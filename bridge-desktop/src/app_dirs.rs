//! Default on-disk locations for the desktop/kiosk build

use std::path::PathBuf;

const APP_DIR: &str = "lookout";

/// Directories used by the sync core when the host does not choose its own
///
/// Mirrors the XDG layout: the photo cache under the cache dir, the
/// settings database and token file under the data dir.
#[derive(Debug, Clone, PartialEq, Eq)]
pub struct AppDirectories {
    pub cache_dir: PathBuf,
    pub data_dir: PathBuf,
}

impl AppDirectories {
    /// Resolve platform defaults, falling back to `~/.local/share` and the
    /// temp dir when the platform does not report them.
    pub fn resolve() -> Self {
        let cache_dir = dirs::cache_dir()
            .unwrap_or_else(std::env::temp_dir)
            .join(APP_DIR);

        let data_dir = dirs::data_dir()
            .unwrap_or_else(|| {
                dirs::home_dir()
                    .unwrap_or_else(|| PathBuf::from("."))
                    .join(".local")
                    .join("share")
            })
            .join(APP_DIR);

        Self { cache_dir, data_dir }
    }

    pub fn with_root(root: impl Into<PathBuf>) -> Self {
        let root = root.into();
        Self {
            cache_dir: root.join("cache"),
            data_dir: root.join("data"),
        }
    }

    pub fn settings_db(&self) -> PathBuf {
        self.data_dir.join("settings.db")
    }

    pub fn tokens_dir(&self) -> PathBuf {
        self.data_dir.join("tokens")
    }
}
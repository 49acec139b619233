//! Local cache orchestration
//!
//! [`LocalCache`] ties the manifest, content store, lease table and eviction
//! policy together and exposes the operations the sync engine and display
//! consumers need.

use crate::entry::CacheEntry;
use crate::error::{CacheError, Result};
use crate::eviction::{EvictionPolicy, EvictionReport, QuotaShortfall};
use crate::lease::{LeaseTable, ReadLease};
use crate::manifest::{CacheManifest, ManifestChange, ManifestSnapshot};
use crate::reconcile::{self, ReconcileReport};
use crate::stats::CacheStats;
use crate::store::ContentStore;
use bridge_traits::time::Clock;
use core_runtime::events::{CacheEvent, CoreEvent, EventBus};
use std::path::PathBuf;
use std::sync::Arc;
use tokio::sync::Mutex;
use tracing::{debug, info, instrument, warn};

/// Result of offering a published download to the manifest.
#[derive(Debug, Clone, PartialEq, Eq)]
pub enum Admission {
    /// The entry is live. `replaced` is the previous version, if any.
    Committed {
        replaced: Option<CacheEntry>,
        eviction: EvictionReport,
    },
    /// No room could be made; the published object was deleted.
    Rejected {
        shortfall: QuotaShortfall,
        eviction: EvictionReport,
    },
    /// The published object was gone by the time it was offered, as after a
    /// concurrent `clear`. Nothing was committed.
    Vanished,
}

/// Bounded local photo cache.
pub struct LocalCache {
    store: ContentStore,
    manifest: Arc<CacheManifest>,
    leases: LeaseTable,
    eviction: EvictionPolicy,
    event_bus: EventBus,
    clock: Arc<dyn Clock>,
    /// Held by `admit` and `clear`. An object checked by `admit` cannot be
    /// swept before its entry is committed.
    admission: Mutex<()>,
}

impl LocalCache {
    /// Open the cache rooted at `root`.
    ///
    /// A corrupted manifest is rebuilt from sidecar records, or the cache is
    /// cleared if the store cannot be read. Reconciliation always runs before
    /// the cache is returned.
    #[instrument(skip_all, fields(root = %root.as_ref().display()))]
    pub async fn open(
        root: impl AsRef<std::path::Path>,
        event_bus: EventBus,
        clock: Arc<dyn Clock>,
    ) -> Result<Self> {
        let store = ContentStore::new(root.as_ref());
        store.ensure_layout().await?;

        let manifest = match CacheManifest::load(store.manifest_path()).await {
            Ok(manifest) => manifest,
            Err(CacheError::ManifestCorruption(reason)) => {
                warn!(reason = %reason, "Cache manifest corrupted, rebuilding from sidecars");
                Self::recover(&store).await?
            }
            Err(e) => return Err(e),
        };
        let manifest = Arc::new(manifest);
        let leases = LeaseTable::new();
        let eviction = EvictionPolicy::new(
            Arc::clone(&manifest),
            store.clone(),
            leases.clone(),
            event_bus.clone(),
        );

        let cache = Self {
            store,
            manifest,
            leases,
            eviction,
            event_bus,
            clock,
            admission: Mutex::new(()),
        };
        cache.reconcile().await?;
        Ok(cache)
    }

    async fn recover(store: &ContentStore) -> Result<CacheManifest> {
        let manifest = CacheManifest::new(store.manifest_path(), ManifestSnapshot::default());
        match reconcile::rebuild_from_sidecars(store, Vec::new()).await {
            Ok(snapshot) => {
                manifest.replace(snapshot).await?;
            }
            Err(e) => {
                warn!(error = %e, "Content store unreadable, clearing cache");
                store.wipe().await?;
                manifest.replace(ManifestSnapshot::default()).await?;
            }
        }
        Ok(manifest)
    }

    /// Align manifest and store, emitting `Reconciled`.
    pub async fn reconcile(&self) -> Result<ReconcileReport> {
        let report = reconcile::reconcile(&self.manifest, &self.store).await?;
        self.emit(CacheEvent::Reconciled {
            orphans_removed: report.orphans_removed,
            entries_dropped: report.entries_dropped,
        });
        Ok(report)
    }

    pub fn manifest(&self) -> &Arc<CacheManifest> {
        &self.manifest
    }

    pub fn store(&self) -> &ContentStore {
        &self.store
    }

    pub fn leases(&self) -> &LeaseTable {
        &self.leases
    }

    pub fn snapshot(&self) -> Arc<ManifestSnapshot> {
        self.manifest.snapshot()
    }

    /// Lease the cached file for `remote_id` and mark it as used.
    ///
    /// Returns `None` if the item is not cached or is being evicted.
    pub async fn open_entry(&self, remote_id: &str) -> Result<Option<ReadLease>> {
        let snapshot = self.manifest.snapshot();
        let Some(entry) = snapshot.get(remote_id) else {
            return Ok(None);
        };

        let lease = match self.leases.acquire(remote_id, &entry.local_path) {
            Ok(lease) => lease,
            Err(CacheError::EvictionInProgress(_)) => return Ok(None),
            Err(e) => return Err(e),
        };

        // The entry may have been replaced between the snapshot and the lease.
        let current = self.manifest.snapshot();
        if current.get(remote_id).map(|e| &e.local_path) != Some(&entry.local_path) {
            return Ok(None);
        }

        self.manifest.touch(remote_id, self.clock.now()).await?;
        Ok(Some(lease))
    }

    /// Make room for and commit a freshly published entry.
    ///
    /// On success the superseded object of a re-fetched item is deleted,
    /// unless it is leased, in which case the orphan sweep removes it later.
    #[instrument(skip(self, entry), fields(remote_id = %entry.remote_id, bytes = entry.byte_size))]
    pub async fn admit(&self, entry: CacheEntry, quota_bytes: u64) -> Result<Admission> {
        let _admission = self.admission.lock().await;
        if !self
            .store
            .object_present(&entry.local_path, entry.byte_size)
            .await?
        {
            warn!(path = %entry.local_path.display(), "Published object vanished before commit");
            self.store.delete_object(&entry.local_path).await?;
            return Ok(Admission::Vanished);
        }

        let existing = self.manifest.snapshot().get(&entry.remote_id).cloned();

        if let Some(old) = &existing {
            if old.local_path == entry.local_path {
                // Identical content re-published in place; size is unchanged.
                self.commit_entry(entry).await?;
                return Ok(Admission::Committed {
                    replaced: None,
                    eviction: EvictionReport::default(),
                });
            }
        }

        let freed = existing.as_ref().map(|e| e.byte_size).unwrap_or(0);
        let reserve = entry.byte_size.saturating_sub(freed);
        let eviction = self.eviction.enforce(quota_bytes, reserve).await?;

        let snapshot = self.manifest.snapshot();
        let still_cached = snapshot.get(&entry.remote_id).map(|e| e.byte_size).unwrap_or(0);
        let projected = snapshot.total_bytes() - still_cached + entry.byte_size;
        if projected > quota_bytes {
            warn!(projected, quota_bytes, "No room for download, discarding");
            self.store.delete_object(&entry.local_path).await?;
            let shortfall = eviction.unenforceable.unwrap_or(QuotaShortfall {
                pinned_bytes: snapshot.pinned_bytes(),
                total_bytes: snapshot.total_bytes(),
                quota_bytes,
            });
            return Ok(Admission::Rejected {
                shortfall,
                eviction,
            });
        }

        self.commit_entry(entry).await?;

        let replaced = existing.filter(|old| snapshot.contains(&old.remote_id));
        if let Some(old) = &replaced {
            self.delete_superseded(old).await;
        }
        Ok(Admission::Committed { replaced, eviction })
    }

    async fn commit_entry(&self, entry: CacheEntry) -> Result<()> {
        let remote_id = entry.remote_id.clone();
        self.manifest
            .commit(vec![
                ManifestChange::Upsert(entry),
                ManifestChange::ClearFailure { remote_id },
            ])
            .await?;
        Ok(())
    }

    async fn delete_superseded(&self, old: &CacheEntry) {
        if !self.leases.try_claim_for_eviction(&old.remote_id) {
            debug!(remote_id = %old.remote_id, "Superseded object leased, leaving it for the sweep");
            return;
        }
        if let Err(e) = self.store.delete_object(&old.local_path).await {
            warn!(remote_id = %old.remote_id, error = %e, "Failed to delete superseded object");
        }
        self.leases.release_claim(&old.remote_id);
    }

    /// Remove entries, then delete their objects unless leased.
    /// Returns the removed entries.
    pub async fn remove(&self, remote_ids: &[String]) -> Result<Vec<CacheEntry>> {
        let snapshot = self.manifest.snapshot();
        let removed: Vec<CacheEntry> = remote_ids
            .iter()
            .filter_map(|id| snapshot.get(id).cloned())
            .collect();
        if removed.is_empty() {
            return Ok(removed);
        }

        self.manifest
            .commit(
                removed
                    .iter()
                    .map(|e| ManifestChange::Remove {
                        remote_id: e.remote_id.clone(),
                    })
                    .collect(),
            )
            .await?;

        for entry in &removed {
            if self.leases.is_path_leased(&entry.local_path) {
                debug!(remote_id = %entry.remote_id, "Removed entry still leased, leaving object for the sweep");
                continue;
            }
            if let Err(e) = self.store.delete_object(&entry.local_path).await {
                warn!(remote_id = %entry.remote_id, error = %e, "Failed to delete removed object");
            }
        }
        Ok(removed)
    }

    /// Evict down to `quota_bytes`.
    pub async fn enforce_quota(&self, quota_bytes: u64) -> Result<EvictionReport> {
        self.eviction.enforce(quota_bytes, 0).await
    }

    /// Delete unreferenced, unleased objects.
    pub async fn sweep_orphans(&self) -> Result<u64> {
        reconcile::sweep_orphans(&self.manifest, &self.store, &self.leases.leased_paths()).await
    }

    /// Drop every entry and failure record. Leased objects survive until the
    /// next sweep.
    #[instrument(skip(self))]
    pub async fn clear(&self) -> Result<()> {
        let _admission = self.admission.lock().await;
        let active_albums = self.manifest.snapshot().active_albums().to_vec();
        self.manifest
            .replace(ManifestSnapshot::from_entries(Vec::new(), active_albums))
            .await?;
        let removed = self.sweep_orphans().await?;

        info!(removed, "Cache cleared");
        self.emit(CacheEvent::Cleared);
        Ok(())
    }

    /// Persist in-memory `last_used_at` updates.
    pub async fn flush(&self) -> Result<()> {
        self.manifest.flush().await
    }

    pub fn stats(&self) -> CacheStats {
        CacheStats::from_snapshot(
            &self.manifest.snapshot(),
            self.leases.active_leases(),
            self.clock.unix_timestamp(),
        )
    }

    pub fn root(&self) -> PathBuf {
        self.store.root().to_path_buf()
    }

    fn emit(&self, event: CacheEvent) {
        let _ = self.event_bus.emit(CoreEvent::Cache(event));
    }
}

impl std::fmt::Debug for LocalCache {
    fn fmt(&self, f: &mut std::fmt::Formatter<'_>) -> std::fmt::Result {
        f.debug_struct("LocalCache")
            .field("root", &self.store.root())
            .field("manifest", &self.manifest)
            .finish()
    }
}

----------------

* _REQUIRED ACTION_
Your task is to find each line in the entries that contains the string "ReconcileReport" and copy it.

* _TASK ANSWER_
use crate::reconcile::{self, ReconcileReport};
    pub async fn reconcile(&self) -> Result<ReconcileReport> {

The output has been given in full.